TASK PROMPT: Supply the number of lines in the data below that hold "inputs", and let that number be the whole answer.

RECORDED DATA:
◆ ◆ ◆ ◆ ◆

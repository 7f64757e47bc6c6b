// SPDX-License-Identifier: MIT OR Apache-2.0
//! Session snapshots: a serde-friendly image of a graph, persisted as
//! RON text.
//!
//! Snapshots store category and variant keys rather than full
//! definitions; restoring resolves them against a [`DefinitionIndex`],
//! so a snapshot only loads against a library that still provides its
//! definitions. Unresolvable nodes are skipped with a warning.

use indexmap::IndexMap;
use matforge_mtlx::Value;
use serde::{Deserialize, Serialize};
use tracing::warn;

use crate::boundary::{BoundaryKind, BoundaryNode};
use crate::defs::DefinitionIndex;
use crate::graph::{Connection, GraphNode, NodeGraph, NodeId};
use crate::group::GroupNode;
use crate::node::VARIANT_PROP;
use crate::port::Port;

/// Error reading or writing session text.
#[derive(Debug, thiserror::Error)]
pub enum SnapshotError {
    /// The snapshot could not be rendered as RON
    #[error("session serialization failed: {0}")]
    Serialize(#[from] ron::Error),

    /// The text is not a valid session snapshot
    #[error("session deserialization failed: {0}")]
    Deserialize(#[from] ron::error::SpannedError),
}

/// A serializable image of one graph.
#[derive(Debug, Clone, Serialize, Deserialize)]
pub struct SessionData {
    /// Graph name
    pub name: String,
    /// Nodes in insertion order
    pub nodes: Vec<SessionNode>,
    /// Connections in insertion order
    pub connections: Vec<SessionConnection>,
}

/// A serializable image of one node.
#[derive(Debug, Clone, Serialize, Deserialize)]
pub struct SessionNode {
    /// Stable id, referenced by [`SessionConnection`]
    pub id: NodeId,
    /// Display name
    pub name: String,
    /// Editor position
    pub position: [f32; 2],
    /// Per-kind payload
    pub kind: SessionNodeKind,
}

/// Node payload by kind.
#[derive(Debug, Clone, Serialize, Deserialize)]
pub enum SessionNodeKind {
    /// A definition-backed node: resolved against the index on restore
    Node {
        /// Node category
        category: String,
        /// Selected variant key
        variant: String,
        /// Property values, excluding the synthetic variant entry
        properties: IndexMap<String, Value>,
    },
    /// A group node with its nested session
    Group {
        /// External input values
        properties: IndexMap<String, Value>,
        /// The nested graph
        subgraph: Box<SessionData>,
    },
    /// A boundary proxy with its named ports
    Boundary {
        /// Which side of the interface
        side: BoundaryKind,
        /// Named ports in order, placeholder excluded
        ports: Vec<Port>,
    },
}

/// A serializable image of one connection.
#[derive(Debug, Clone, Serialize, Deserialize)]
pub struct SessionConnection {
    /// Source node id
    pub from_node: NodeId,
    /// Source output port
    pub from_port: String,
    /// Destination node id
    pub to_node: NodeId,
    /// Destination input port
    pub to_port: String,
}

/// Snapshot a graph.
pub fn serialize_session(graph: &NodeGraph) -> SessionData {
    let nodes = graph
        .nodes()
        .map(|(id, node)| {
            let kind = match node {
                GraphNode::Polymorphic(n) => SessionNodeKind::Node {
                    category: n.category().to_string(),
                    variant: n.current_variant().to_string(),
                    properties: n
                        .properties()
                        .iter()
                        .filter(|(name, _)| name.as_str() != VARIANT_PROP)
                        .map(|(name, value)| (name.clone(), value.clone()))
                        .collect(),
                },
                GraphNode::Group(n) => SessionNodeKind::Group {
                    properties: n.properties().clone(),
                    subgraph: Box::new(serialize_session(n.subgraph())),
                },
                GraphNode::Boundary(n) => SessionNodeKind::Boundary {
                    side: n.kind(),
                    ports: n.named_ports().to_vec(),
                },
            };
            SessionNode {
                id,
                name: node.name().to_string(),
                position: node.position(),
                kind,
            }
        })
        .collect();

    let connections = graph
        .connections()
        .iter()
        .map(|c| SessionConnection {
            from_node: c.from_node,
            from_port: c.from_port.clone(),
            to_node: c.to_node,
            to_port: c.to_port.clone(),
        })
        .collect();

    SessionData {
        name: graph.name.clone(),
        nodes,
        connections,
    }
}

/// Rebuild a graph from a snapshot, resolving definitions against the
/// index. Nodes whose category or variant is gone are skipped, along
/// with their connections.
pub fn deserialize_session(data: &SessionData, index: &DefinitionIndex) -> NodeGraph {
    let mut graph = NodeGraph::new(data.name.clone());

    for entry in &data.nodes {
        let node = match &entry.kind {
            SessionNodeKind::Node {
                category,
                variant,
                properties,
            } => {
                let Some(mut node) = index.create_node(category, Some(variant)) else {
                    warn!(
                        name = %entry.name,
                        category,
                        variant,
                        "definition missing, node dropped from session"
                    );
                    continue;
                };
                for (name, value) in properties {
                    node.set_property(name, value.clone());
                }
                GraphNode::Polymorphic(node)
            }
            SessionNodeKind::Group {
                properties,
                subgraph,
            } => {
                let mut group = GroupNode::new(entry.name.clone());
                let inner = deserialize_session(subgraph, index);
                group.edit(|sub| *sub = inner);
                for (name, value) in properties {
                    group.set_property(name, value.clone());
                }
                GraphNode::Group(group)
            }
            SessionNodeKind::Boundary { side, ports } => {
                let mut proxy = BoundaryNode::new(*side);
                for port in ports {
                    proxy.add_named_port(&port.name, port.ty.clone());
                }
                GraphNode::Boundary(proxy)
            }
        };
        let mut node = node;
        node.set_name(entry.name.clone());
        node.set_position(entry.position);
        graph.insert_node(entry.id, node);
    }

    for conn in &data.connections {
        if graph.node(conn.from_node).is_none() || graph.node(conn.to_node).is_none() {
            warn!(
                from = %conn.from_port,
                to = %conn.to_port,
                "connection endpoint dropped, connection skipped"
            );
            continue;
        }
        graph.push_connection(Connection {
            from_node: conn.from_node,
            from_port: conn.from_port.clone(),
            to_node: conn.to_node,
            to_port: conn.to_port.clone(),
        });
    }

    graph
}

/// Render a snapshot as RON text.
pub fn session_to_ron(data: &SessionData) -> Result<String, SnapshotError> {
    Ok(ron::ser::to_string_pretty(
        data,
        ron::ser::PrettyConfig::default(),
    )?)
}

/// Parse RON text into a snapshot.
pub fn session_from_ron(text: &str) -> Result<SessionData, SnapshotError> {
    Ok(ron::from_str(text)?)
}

◆ ◆ ◆ ◆ ◆

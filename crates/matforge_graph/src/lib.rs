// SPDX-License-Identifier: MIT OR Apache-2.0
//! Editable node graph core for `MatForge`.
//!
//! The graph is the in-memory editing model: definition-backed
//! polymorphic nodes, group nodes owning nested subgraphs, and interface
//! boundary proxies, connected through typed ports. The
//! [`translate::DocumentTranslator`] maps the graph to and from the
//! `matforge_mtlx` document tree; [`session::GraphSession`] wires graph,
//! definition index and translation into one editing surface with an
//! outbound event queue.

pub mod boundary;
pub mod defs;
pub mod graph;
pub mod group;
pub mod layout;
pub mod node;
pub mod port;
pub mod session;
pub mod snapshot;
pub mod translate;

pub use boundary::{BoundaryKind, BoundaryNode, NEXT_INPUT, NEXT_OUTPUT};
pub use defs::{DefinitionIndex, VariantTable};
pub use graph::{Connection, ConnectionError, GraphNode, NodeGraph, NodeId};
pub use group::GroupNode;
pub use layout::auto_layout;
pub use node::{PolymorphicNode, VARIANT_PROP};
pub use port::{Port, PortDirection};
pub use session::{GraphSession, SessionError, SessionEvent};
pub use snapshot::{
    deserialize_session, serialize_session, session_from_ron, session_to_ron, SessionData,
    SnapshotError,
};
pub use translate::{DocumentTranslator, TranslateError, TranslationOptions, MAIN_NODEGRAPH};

◆ ◆ ◆ ◆ ◆

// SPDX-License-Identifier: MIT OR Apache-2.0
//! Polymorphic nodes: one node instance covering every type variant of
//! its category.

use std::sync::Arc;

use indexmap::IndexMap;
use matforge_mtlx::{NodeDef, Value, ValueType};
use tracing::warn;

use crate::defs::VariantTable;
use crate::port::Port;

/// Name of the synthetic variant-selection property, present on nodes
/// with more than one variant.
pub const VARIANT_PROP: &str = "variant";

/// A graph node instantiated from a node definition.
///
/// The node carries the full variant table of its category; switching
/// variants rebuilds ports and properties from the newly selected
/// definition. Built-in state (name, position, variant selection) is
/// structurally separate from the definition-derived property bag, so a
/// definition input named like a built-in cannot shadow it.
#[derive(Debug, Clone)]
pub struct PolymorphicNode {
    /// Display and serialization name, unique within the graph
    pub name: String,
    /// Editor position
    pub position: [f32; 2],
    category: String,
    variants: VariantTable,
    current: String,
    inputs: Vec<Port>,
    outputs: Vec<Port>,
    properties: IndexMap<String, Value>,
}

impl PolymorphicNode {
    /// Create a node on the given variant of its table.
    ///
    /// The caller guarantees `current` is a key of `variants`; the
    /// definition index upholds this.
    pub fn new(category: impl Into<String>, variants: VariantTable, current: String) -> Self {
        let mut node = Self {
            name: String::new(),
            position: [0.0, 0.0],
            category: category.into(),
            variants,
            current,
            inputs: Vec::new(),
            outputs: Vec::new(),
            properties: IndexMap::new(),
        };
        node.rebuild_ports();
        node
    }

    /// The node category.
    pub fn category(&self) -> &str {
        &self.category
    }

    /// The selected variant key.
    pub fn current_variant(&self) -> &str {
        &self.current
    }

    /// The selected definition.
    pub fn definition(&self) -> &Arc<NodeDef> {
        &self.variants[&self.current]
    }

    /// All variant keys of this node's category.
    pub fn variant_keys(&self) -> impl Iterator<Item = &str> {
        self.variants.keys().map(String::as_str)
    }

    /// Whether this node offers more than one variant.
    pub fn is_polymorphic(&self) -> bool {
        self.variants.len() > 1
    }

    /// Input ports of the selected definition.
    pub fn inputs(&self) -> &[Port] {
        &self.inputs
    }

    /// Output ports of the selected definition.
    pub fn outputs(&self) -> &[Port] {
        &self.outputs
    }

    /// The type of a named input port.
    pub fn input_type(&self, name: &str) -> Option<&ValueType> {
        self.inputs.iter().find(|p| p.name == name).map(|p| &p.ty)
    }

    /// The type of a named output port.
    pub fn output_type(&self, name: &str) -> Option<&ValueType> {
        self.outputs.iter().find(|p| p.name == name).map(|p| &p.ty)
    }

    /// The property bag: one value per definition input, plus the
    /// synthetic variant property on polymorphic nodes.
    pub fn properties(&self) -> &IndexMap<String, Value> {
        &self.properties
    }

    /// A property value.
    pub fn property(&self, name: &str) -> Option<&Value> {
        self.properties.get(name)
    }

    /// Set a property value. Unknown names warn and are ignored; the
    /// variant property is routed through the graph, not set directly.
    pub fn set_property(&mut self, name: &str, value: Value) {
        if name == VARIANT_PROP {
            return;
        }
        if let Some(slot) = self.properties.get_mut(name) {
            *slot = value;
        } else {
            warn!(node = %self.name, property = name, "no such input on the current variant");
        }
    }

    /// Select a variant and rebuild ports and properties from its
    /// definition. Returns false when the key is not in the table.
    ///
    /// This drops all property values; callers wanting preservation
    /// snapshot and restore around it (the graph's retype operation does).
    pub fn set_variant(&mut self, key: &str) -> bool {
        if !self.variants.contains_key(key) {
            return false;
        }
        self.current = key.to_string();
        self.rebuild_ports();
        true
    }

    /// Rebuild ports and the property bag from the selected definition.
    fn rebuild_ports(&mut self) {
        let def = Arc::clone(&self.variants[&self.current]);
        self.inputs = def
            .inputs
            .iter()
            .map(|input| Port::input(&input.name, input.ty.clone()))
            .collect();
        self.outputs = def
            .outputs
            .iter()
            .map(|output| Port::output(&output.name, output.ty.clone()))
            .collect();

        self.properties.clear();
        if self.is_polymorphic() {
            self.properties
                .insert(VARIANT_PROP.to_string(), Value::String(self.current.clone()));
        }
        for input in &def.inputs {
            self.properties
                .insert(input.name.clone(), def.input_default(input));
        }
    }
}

◆ ◆ ◆ ◆ ◆

RESPONSE TO THE EXERCISE: 8